Metadata-Version: 2.4
Name: polars-io
Version: 0.2.0
Summary: Lazy and eager reading of Stata and SAS files into Polars
Author-email: Alistair Pattison <alistairpattison@gmail.com>
Requires-Python: >=3.13
Requires-Dist: beartype>=0.21.0
Requires-Dist: polars>=1.31.0
Requires-Dist: pyreadstat>=1.3.0
Description-Content-Type: text/markdown

# polars_io

Lazily read Stata (`.dta`), SAS (`.sas7bdat`), and fixed-width (`.txt`, `.dat`, etc.) files in [`polars`](https://pola.rs).

## Installation

```bash
pip install polars_io # or uv add polars_io
```

## Usage

```python
import polars as pl
import polars_io as pio

# lazily load a sas file
lf = pio.scan_sas("huge_SAS_file.sas7bdat")

# get its schema
lf.collect_schema()

# take a look at the first few rows
lf.head().collect()

# projection and predicate pushdown works!
(
    lf
    .filter(pl.col("birth_year").is_between(2000, 2010))
    .select(pl.col("usage").mean())
    .collect()
)

# load fixed-width files
col_locations = { "year" : (10, 14), "population" : (14, 20) }
pio.scan_fwf("populations.txt", col_locations)
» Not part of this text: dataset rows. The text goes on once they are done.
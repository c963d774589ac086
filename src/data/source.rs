//! Data source abstraction and the HTTP implementation backed by the NYC open-data API.

use crate::data::decode::{decode_records, Decoded};
use crate::data::model::{SatScore, School};
use crate::error::{Dataset, Result, SchoolsError};
use async_trait::async_trait;
use serde::de::DeserializeOwned;

/// NYC DOE high school directory.
pub const SCHOOLS_URL: &str = "https://data.cityofnewyork.us/resource/s3k6-pzi2.json";

/// NYC DOE SAT results.
pub const SAT_SCORES_URL: &str = "https://data.cityofnewyork.us/resource/f9bf-2cp4.json";

/// Where each collection is fetched from.
#[derive(Debug, Clone, PartialEq, Eq)]
pub struct Endpoints {
    pub schools: String,
    pub sat_scores: String,
}

impl Default for Endpoints {
    fn default() -> Self {
        Self {
            schools: SCHOOLS_URL.to_string(),
            sat_scores: SAT_SCORES_URL.to_string(),
        }
    }
}

impl Endpoints {
    pub fn url(&self, dataset: Dataset) -> &str {
        match dataset {
            Dataset::Schools => &self.schools,
            Dataset::SatScores => &self.sat_scores,
        }
    }
}

/// Provider of the two collections.
///
/// Implementations must be shareable across tasks: both collections are fetched
/// concurrently from the same source.
#[async_trait]
pub trait DataSource: Send + Sync {
    async fn fetch_schools(&self) -> Result<Decoded<School>>;

    async fn fetch_scores(&self) -> Result<Decoded<SatScore>>;
}

/// Unauthenticated GET against the open-data endpoints.
///
/// No timeout is configured: a request that never completes leaves its collection
/// unloaded.
pub struct HttpSource {
    client: reqwest::Client,
    endpoints: Endpoints,
}

impl HttpSource {
    pub fn new(endpoints: Endpoints) -> Result<Self> {
        let client = reqwest::Client::builder()
            .user_agent(concat!("nycschools/", env!("CARGO_PKG_VERSION")))
            .build()
            .map_err(|e| SchoolsError::other(format!("failed to build HTTP client: {e}")))?;
        Ok(Self { client, endpoints })
    }

    pub fn endpoints(&self) -> &Endpoints {
        &self.endpoints
    }

    async fn fetch<T>(&self, dataset: Dataset) -> Result<Decoded<T>>
    where
        T: DeserializeOwned + crate::data::model::Keyed,
    {
        let url = self.endpoints.url(dataset);
        log::info!("fetching {dataset} from {url}");

        let response = self
            .client
            .get(url)
            .header(reqwest::header::ACCEPT, "application/json")
            .send()
            .await
            .map_err(|e| SchoolsError::fetch(dataset, format!("request failed: {e}")))?;

        let status = response.status();
        if !status.is_success() {
            return Err(SchoolsError::fetch(
                dataset,
                format!("HTTP status {}", status.as_u16()),
            ));
        }

        let body = response
            .bytes()
            .await
            .map_err(|e| SchoolsError::fetch(dataset, format!("failed to read body: {e}")))?;

        let decoded = decode_records::<T>(dataset, &body)?;
        log::info!(
            "{dataset}: {} records accepted, {} rejected",
            decoded.records.len(),
            decoded.rejected
        );
        Ok(decoded)
    }
}

#[async_trait]
impl DataSource for HttpSource {
    async fn fetch_schools(&self) -> Result<Decoded<School>> {
        self.fetch(Dataset::Schools).await
    }

    async fn fetch_scores(&self) -> Result<Decoded<SatScore>> {
        self.fetch(Dataset::SatScores).await
    }
}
# eager versions of all functions are also available
pio.read_dta("mortality_rates.dta")
```

See [the documentation](https://alipatti.com/polars_io) for more info.

## Details

The Stata and SAS implementations make use the [`readstat`](https://github.com/WizardMac/ReadStat) C library via the python bindings provided by [`pyreadstat`](https://github.com/Roche/pyreadstat). This is the same implementation used by the `R` library [`haven`](https://github.com/tidyverse/haven).

## Contributing

PRs adding support for reading other formats are very welcome!